Well, the point is that the ssh needs to have forwarded agent from somewhere else. If the host on which the service is run can initiate it, the whole security aspect is gone.

> This would have fewer potential security issues than trying to lock down a user's SSH login shell.

Locking down a login shell (usually be not running a shell in the first place) is a solved problem, and for example gitolite uses it has the base of its architecture. Yes, you have to be careful, but you must also be careful when manually validating certificates.

ntucker · on Jan 2, 2015

> At this point you could have used ssh right away, no? Any reason you used TLS + checking SSH agent instead?

Yeah, using the SSH login method is actually quite slow for something you want to call at app startup on N instances during a push (at a minimum, your process responsible for whatever gatekeeping you do has to be respawned for every request, which necessarily puts a lower bound on the latency). I'm sure this could have been tracked down and optimized, but as jmillikin points out, another downside is that the additional per-user config can get kind of messy and error prone. Implementing logic like this at the .ssh/config level is (in my opinion) kind of easy to goof up and hard to test.

curun1r · on Jan 3, 2015

If anyone's interested in a somewhat out-of-the-box version of what's described above, using a Consul server/cluster to hold this information should give you basically everything ntucker listed. It's pretty trivial to setup and configuring it to store its data on an encrypted partition is also pretty simple. It's got ACLs and can support TLS connections as well.
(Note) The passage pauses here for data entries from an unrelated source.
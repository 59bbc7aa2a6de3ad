use alloc::vec::Vec;

use super::handle::Handle;

/// Slot storage for tree nodes.
///
/// Removed slots are recycled through a free list, so a handle stays valid
/// until the element it names is taken, and the arena never shifts elements.
#[derive(Clone)]
pub(crate) struct Arena<T> {
    slots: Vec<Option<T>>,
    free: Vec<Handle>,
}

impl<T> Arena<T> {
    pub(crate) const fn new() -> Self {
        Self {
            slots: Vec::new(),
            free: Vec::new(),
        }
    }

    pub(crate) fn with_capacity(capacity: usize) -> Self {
        Self {
            slots: Vec::with_capacity(capacity),
            free: Vec::new(),
        }
    }

    pub(crate) fn capacity(&self) -> usize {
        self.slots.capacity()
    }

    /// Number of live elements.
    pub(crate) const fn len(&self) -> usize {
        self.slots.len() - self.free.len()
    }

    pub(crate) fn alloc(&mut self, element: T) -> Handle {
        if let Some(handle) = self.free.pop() {
            self.slots[handle.to_index()] = Some(element);
            return handle;
        }

        // Live elements can never outnumber the handles able to address them.
        assert!(
            self.slots.len() <= Handle::MAX,
            "`Arena::alloc()` - arena is at maximum capacity ({})",
            Handle::MAX + 1
        );
        self.slots.push(Some(element));
        Handle::from_index(self.slots.len() - 1)
    }

    #[inline]
    pub(crate) fn get(&self, handle: Handle) -> &T {
        self.slots[handle.to_index()].as_ref().expect("`Arena::get()` - `handle` is invalid!")
    }

    #[inline]
    pub(crate) fn get_mut(&mut self, handle: Handle) -> &mut T {
        self.slots[handle.to_index()].as_mut().expect("`Arena::get_mut()` - `handle` is invalid!")
    }

    /// Removes the element, returning its slot to the free list.
    pub(crate) fn take(&mut self, handle: Handle) -> T {
        let element = self.slots[handle.to_index()].take().expect("`Arena::take()` - `handle` is invalid!");
        self.free.push(handle);
        element
    }

    pub(crate) fn clear(&mut self) {
        self.slots.clear();
        self.free.clear();
    }
}

#[cfg(test)]
#[cfg_attr(coverage_nightly, coverage(off))]
mod tests {
    use super::*;
    use proptest::prelude::*;

    #[test]
    fn reserves_requested_capacity() {
        let arena: Arena<u32> = Arena::with_capacity(10);
        assert!(arena.capacity() >= 10);
        assert_eq!(arena.len(), 0);
    }

    #[test]
    fn taken_slot_is_reused() {
        let mut arena = Arena::new();
        let a = arena.alloc('a');
        let b = arena.alloc('b');
        assert_eq!(arena.take(a), 'a');
        assert_eq!(arena.len(), 1);

        let c = arena.alloc('c');
        assert_eq!(c, a);
        assert_eq!(*arena.get(b), 'b');
        assert_eq!(*arena.get(c), 'c');
        assert_eq!(arena.len(), 2);
    }

    #[test]
    #[should_panic(expected = "`Arena::get()` - `handle` is invalid!")]
    fn get_after_take_panics() {
        let mut arena = Arena::new();
        let handle = arena.alloc(1u8);
        arena.take(handle);
        let _ = arena.get(handle);
    }

    #[test]
    #[should_panic(expected = "`Arena::alloc()` - arena is at maximum capacity")]
    fn alloc_past_last_handle_panics() {
        let mut arena = Arena::with_capacity(Handle::MAX + 1);
        let mut last = None;
        for index in 0..=Handle::MAX {
            let handle = arena.alloc(());
            assert_eq!(handle.to_index(), index);
            last = Some(handle);
        }
        assert_eq!(last.map(Handle::to_index), Some(Handle::MAX));
        assert_eq!(arena.len(), Handle::MAX + 1);

        arena.alloc(());
    }

    #[test]
    fn freed_slot_is_reused_at_full_capacity() {
        let mut arena = Arena::new();
        let handles: Vec<Handle> = (0..=Handle::MAX).map(|_| arena.alloc(())).collect();
        arena.take(handles[7]);

        assert_eq!(arena.alloc(()), handles[7]);
        assert_eq!(arena.len(), Handle::MAX + 1);
    }

    proptest! {
        #[test]
        fn arena_matches_slot_model(operations in prop::collection::vec(strategy(), 0..256)) {
            let mut model: Vec<(Handle, u32)> = Vec::new();
            let mut arena: Arena<u32> = Arena::new();

            for operation in operations {
                match operation {
                    Operation::Alloc(value) => {
                        let handle = arena.alloc(value);
                        prop_assert!(model.iter().all(|&(h, _)| h != handle), "handle {:?} handed out twice", handle);
                        model.push((handle, value));
                    }
                    Operation::Overwrite(which, value) => {
                        if model.is_empty() {
                            continue;
                        }

                        let index = which % model.len();
                        *arena.get_mut(model[index].0) = value;
                        model[index].1 = value;
                    }
                    Operation::Take(which) => {
                        if model.is_empty() {
                            continue;
                        }

                        let index = which % model.len();
                        let (handle, expected) = model.swap_remove(index);
                        prop_assert_eq!(arena.take(handle), expected);
                    }
                    Operation::Clear => {
                        arena.clear();
                        model.clear();
                    }
                }

                prop_assert_eq!(arena.len(), model.len());
                for &(handle, value) in &model {
                    prop_assert_eq!(*arena.get(handle), value);
                }
            }
        }
    }

    #[derive(Clone, Debug)]
    enum Operation {
        Alloc(u32),
        Overwrite(usize, u32),
        Take(usize),
        Clear,
    }

    fn strategy() -> impl Strategy<Value = Operation> {
        prop_oneof![
            20 => any::<u32>().prop_map(Operation::Alloc),
            5 => (any::<usize>(), any::<u32>()).prop_map(|(which, value)| Operation::Overwrite(which, value)),
            8 => any::<usize>().prop_map(Operation::Take),
            1 => Just(Operation::Clear),
        ]
    }
}
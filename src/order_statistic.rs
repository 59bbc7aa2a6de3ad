/// A zero-based position in the key order of an [`AvlTreeMap`](crate::AvlTreeMap).
///
/// Indexing a map with a `Rank` selects by position rather than by key, in
/// O(log n) using the subtree counts every node caches.
///
/// # Examples
///
/// ```
/// use avl_tree::{AvlTreeMap, Rank};
///
/// let mut map = AvlTreeMap::new();
/// map.insert("b", 20);
/// map.insert("a", 10);
///
/// assert_eq!(map[Rank(0)], 10);
/// assert_eq!(map[Rank(1)], 20);
/// ```
#[derive(Clone, Copy, Debug, Eq, PartialEq, Ord, PartialOrd, Hash)]
pub struct Rank(pub usize);
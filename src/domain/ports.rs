use crate::utils::error::Result;

/// Where the raw expression line comes from.
pub trait ExpressionSource {
    /// Returns one line without its line terminator. End of input yields an
    /// empty string.
    fn read_expression(&mut self) -> Result<String>;
}
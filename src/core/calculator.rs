use crate::core::{evaluator, formatter, parser};
use crate::domain::ports::ExpressionSource;
use crate::utils::error::{CalcError, Result};
use std::fmt;
use std::io::Write;

pub const PROMPT: &str = "Введите выражение (например: 3 + 5 или IV * II):";
pub const PAUSE_NOTICE: &str = "Программа завершена. Нажмите Enter, чтобы выйти...";

/// Parses, evaluates and formats a single expression. The returned string is
/// the bare value, in the numeral system of the input.
pub fn process_input(input: &str) -> Result<String> {
    let expression = parser::parse_expression(input)?;
    let value = evaluator::evaluate(&expression)?;
    formatter::format_result(value, expression.system)
}

/// What a session printed for the user.
#[derive(Debug)]
pub enum Outcome {
    Computed(String),
    Rejected(CalcError),
}

impl Outcome {
    pub fn is_computed(&self) -> bool {
        matches!(self, Outcome::Computed(_))
    }
}

impl fmt::Display for Outcome {
    fn fmt(&self, f: &mut fmt::Formatter<'_>) -> fmt::Result {
        match self {
            Outcome::Computed(value) => write!(f, "Result: {}", value),
            Outcome::Rejected(err) => write!(f, "Error: {}", err),
        }
    }
}

/// Drives one read-evaluate-print pass.
#[derive(Debug, Clone, Default)]
pub struct Calculator {
    show_prompt: bool,
    pause: bool,
}

impl Calculator {
    pub fn new() -> Self {
        Self::default()
    }

    pub fn with_prompt(mut self, show_prompt: bool) -> Self {
        self.show_prompt = show_prompt;
        self
    }

    pub fn with_pause(mut self, pause: bool) -> Self {
        self.pause = pause;
        self
    }

    /// Only a computed result waits for Enter; an error exits at once.
    pub fn should_pause(&self, outcome: &Outcome) -> bool {
        self.pause && outcome.is_computed()
    }

    /// Reads one expression from `source` and prints the outcome to `out`.
    ///
    /// Errors in the expression become [`Outcome::Rejected`]; only failures
    /// to read or write are returned as `Err`.
    pub fn run<S, W>(&self, source: &mut S, out: &mut W) -> Result<Outcome>
    where
        S: ExpressionSource,
        W: Write,
    {
        if self.show_prompt {
            writeln!(out, "{}", PROMPT)?;
            out.flush()?;
        }

        let input = source.read_expression()?;
        tracing::debug!("Read expression: {:?}", input);

        let outcome = match process_input(&input) {
            Ok(value) => Outcome::Computed(value),
            Err(err) if err.is_user_error() => {
                tracing::debug!("Expression rejected: {} (Category: {:?})", err, err.category());
                Outcome::Rejected(err)
            }
            Err(err) => return Err(err),
        };

        writeln!(out, "{}", outcome)?;
        Ok(outcome)
    }

    /// Prints the exit notice and blocks until a line (or end of input) is read.
    pub fn pause<S, W>(&self, source: &mut S, out: &mut W) -> Result<()>
    where
        S: ExpressionSource,
        W: Write,
    {
        writeln!(out, "{}", PAUSE_NOTICE)?;
        out.flush()?;
        source.read_expression()?;
        Ok(())
    }
}
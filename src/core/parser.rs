use crate::domain::model::{Expression, NumeralSystem, Operator};
use crate::utils::error::{CalcError, Result};

/// Letters that switch the whole expression into Roman mode.
const ROMAN_LETTERS: &str = "IVXLCDM";

/// Any Roman letter anywhere in the input selects Roman mode, even if the
/// rest of the input is Arabic.
pub fn detect_numeral_system(input: &str) -> NumeralSystem {
    if input.chars().any(|c| ROMAN_LETTERS.contains(c)) {
        NumeralSystem::Roman
    } else {
        NumeralSystem::Arabic
    }
}

/// First operator of `+ - * /`, in that order, that occurs anywhere in the
/// input. Position in the string does not matter.
pub fn find_operator(input: &str) -> Result<Operator> {
    Operator::PRIORITY
        .into_iter()
        .find(|op| input.contains(op.symbol()))
        .ok_or(CalcError::OperatorNotFound)
}

pub fn parse_expression(input: &str) -> Result<Expression> {
    let system = detect_numeral_system(input);
    let operator = find_operator(input)?;

    let parts: Vec<&str> = input.split(operator.symbol()).collect();
    let [left, right] = parts.as_slice() else {
        tracing::debug!(
            "Expected two operands around '{}', found {} parts",
            operator,
            parts.len()
        );
        return Err(CalcError::InvalidExpressionFormat);
    };

    let expression = Expression {
        left: left.trim().to_string(),
        operator,
        right: right.trim().to_string(),
        system,
    };
    tracing::debug!("Parsed expression: {:?}", expression);
    Ok(expression)
}
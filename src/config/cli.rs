use crate::domain::ports::ExpressionSource;
use crate::utils::error::Result;
use std::io::{BufRead, IsTerminal};

/// Reads expressions line by line from any buffered reader.
#[derive(Debug)]
pub struct LineSource<R> {
    reader: R,
}

impl<R: BufRead> LineSource<R> {
    pub fn new(reader: R) -> Self {
        Self { reader }
    }
}

impl LineSource<std::io::StdinLock<'static>> {
    pub fn stdin() -> Self {
        Self::new(std::io::stdin().lock())
    }
}

/// Whether standard input is attached to a terminal, i.e. a person is typing.
pub fn stdin_is_interactive() -> bool {
    std::io::stdin().is_terminal()
}

impl<R: BufRead> ExpressionSource for LineSource<R> {
    fn read_expression(&mut self) -> Result<String> {
        let mut buf = Vec::new();
        self.reader.read_until(b'\n', &mut buf)?;
        // Undecodable bytes are left for the parser to reject.
        let line = String::from_utf8_lossy(&buf);
        Ok(line.trim_end_matches(['\n', '\r']).to_string())
    }
}

/// A fixed expression, used for `--expression`.
#[derive(Debug, Clone)]
pub struct StaticSource {
    expression: Option<String>,
}

impl StaticSource {
    pub fn new(expression: impl Into<String>) -> Self {
        Self {
            expression: Some(expression.into()),
        }
    }
}

impl ExpressionSource for StaticSource {
    fn read_expression(&mut self) -> Result<String> {
        Ok(self.expression.take().unwrap_or_default())
    }
}
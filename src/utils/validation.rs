use crate::utils::error::{CalcError, Result};

pub trait Validate {
    fn validate(&self) -> Result<()>;
}

/// Smallest operand either numeral system accepts.
pub const MIN_OPERAND: i64 = 1;
/// Largest operand either numeral system accepts.
pub const MAX_OPERAND: i64 = 10;

pub fn validate_operand_range(value: i64) -> Result<()> {
    validate_range(value, MIN_OPERAND, MAX_OPERAND)
}

pub fn validate_range<T: PartialOrd + Copy>(value: T, min: T, max: T) -> Result<()> {
    if value < min || value > max {
        return Err(CalcError::OutOfRange);
    }
    Ok(())
}

pub fn validate_non_empty_string(field_name: &str, value: &str) -> Result<()> {
    if value.trim().is_empty() {
        return Err(CalcError::ConfigError {
            message: format!("{} cannot be empty or whitespace-only", field_name),
        });
    }
    Ok(())
}

#[cfg(test)]
mod tests {
    use super::*;

    #[test]
    fn test_validate_operand_range() {
        assert!(validate_operand_range(1).is_ok());
        assert!(validate_operand_range(10).is_ok());
        assert!(matches!(validate_operand_range(0), Err(CalcError::OutOfRange)));
        assert!(matches!(validate_operand_range(11), Err(CalcError::OutOfRange)));
        assert!(matches!(validate_operand_range(-3), Err(CalcError::OutOfRange)));
    }

    #[test]
    fn test_validate_non_empty_string() {
        assert!(validate_non_empty_string("expression", "1 + 1").is_ok());
        assert!(matches!(
            validate_non_empty_string("expression", "   "),
            Err(CalcError::ConfigError { .. })
        ));
    }
}
use tracing_subscriber::{layer::SubscriberExt, util::SubscriberInitExt, EnvFilter};

pub fn init_cli_logger(verbose: bool) {
    let filter = if verbose {
        EnvFilter::try_from_default_env()
            .unwrap_or_else(|_| EnvFilter::new("roman_calc=debug"))
    } else {
        EnvFilter::try_from_default_env()
            .unwrap_or_else(|_| EnvFilter::new("roman_calc=warn"))
    };

    // stdout is reserved for the prompt and the result line
    tracing_subscriber::registry()
        .with(filter)
        .with(
            tracing_subscriber::fmt::layer()
                .with_writer(std::io::stderr)
                .with_target(false)
                .with_thread_ids(false)
                .with_file(false)
                .with_line_number(false)
                .compact(),
        )
        .init();
}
It's also got a bunch of features that the above system doesn't have, like being distributed (redundancy isn't the same thing as consensus) and datacenter-aware (I'd prefer to have different secrets per-datacenter, when possible).

We've been using it to store our application secrets for some time and had no complaints.

jmillikin · on Jan 2, 2015

This sounds like a pretty standard bastion server configuration. The use of SSH is novel, usually I see the bastion address provided as a command-line option and a TLS certificate used to authenticate the client.